Would you return the entries below exactly from the line containing "let terminate = std::future::pending::<()>();" onward, ending with the final line and including it, and nothing else?

(Entries taken from a collection)
━━━━━━━━
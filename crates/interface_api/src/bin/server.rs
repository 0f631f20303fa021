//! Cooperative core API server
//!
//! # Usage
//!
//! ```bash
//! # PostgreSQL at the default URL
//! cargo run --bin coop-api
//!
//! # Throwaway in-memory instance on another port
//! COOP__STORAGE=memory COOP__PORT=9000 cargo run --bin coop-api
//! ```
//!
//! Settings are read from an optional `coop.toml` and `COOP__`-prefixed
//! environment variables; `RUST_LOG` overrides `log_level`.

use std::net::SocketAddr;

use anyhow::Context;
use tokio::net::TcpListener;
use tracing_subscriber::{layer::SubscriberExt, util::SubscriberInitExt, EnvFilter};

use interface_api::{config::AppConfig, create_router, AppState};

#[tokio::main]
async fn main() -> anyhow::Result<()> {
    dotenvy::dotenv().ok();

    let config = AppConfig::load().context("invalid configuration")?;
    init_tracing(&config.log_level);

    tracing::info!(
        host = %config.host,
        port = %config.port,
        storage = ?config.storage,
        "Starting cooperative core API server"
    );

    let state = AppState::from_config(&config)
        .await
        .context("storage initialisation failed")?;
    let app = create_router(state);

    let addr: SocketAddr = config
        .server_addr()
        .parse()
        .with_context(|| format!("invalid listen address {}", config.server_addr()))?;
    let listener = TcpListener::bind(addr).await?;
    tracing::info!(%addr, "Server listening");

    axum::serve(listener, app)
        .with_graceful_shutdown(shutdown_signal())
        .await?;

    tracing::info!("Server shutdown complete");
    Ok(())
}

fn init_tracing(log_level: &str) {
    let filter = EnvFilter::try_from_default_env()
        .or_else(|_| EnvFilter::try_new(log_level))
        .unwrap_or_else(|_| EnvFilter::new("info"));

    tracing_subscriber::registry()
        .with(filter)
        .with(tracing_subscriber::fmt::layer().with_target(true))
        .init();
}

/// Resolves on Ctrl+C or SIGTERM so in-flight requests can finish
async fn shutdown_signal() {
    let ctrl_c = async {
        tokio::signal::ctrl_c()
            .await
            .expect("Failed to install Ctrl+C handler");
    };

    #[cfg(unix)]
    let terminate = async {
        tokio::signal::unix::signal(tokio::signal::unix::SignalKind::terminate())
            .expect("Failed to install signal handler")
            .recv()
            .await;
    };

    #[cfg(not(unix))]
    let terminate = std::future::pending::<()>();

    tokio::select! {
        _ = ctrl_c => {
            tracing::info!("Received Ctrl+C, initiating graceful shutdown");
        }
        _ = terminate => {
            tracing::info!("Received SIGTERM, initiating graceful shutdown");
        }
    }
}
━━━━━━━━
ANSWER BOX:
    let terminate = std::future::pending::<()>();

    tokio::select! {
        _ = ctrl_c => {
            tracing::info!("Received Ctrl+C, initiating graceful shutdown");
        }
        _ = terminate => {
            tracing::info!("Received SIGTERM, initiating graceful shutdown");
        }
    }
}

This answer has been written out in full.